What do you prefer to trade?


----------



## pixel (25 September 2014)

clancyfish said:


> just gone o-t-m.
> 
> What do you prefer to trade?




straight mothers
and speccie penny dreadfuls
almost exclusively by technical analysis, using direction of price, volume, momentum


----------



## cutz (25 September 2014)

clancyfish said:


> What do you think the chances are of a small rally in banks heading into Oct?  I've bought some bank long calls in Sep for Oct expiry and now I'm looking like I'm fried...




Hello,

Which bank at which strike ?


----------



## clancyfish (25 September 2014)

NABX57 $34.00 strike price and WBCJ47 strike price $33.50...woeful.  Bought in early Sept.


----------



## cutz (25 September 2014)

clancyfish said:


> NABX57 $34.00 strike price and WBCJ47 strike price $33.50...woeful.  Bought in early Sept.




Yeah,

Nothing much you can do with that one other than hope for a huge rally between now and the end of October.

I was actually short the WBC calls, been kicking myself for closing out too early, didn't expect WBC to come off so much, guess all this talk about a property bubble is having an affect !


----------



## Sharkman (25 September 2014)

IVs have risen quite a bit over the last few weeks, 1m ATM for the big four all sitting mid-teens, they were barely above 10 at the start of the month from memory (i think CBA even got into the 9's at one point). if you bought at the start of sep, you would have got them at dirt cheap vol - so even if it doesn't come off (there's still a month to go - and it's a "long month" as oct expiry is the 30th - it may yet still work out for you) it wouldn't have been an expensive bet to make in vol terms. if that's any consolation at all. i find once IV goes up like this, chances are it won't drop back down quickly, so if the stock rallies and gets close to your strike when we're still 3 weeks or so out to expiry, the position may well have moved into profit from vega.

no offence, but i hope it doesn't work out though... as i'm moderately bearish on the banks. i was long a 34-33 sep put spread on NAB myself. i actually bought the 34 puts first, as the IV was just 11 at the time, then spread it off and sold the 33 puts later to get my premium back. when the stock was at 33 yest, i sold the 34 puts and bought the oct 33 puts to transform it into a calendar, as i wanted to scoop up the quick decay on the short 33 sep puts (during yest session when the stock was trading at 33, the 33 sep puts were hovering around 15c/16.5c), but also guard against potentially taking a big hit on the 34 puts, which were essentially 100 delta puts, in case there was a bounce today (it seems we're back in yo-yo mode, one day up, next day down, and we fell heavily yest...). obviously being bearish i also didn't want to be just short puts, so i felt morphing the position was the right move to make.

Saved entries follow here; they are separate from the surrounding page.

//! Runtime configuration for release runs
//!
//! Everything monorail reads from the process environment is collected once in
//! `main` into a [`ReleaseEnv`] and passed down by reference. Nothing below the
//! command layer calls `std::env::var` itself, so tests build the struct
//! directly.

use crate::core::error::{RailError, RailResult};
use std::path::{Path, PathBuf};

/// Environment variable holding the registry auth token
pub const TOKEN_VAR: &str = "NPM_TOKEN";

/// Environment variable overriding the target registry
pub const REGISTRY_VAR: &str = "NPM_CONFIG_REGISTRY";

/// Skip the wasm-opt pass entirely
pub const SKIP_WASM_OPT_VAR: &str = "MONORAIL_SKIP_WASM_OPT";

/// Silence the wasm-pack double-optimization advisory
pub const NO_WASM_OPT_ADVICE_VAR: &str = "MONORAIL_NO_WASM_OPT_ADVICE";

pub const DEFAULT_REGISTRY: &str = "https://registry.npmjs.org/";

/// Configuration for a single monorail invocation
#[derive(Debug, Clone)]
pub struct ReleaseEnv {
  /// Monorepo root (directory holding the root package.json)
  pub root: PathBuf,

  /// User-level npm credential file (~/.npmrc)
  pub npmrc_path: PathBuf,

  /// Persistent cache for downloaded tools
  pub cache_dir: PathBuf,

  /// Registry URL publishes go to
  pub registry: String,

  /// Auth token from the environment, if any
  pub npm_token: Option<String>,

  /// Skip the wasm-opt pass
  pub skip_wasm_opt: bool,

  /// Skip the wasm-pack profile advisory
  pub skip_wasm_opt_advice: bool,
}

impl ReleaseEnv {
  /// Build configuration from the current process environment
  pub fn from_process(root: &Path) -> RailResult<Self> {
    let home = dirs::home_dir().ok_or_else(|| RailError::message("Could not determine the home directory"))?;
    let cache_dir = dirs::cache_dir()
      .unwrap_or_else(|| home.join(".cache"))
      .join("monorail");

    let registry = std::env::var(REGISTRY_VAR)
      .ok()
      .filter(|r| !r.trim().is_empty())
      .unwrap_or_else(|| DEFAULT_REGISTRY.to_string());

    Ok(Self {
      root: root.to_path_buf(),
      npmrc_path: home.join(".npmrc"),
      cache_dir,
      registry,
      npm_token: std::env::var(TOKEN_VAR).ok().filter(|t| !t.is_empty()),
      skip_wasm_opt: env_flag(SKIP_WASM_OPT_VAR),
      skip_wasm_opt_advice: env_flag(NO_WASM_OPT_ADVICE_VAR),
    })
  }

  /// Configuration rooted at `root` with everything else kept under `home`.
  ///
  /// No environment variables are consulted.
  #[cfg(test)]
  pub fn for_test(root: &Path, home: &Path) -> Self {
    Self {
      root: root.to_path_buf(),
      npmrc_path: home.join(".npmrc"),
      cache_dir: home.join(".cache").join("monorail"),
      registry: DEFAULT_REGISTRY.to_string(),
      npm_token: None,
      skip_wasm_opt: true,
      skip_wasm_opt_advice: true,
    }
  }

  /// Host part of the registry URL, as used in `.npmrc` auth lines
  pub fn registry_host(&self) -> String {
    registry_host(&self.registry)
  }
}

/// Extract `host[:port][/path]` from a registry URL without the scheme or trailing slash
pub fn registry_host(url: &str) -> String {
  let without_scheme = url.split_once("://").map(|(_, rest)| rest).unwrap_or(url);
  without_scheme.trim_end_matches('/').to_string()
}

fn env_flag(name: &str) -> bool {
  std::env::var(name)
    .map(|v| is_truthy(&v))
    .unwrap_or(false)
}

fn is_truthy(value: &str) -> bool {
  !matches!(value.trim().to_ascii_lowercase().as_str(), "" | "0" | "false" | "no" | "off")
}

hopefully those sep 33 puts should expire worthless (yes, i know they closed at 33.11, but after getting assigned on RIO 63 puts last month when they closed at 63.06 on expiry - i'm not considering it a fait accompli just yet!), if it does, i'm probably going to look to spread it off in the coming days. with IV not as low as it was a month ago, i'm not too keen on letting straight long option positions run all the way to expiry. i'd be willing to give it a few days, as the decay is not so bad at this stage, but if another one of those 70 points down days crop up, i'm likely to sell some lower strike oct puts against it and recoup my premium. especially since another day like that may well elevate the IV even further and steepen the delta skew.


----------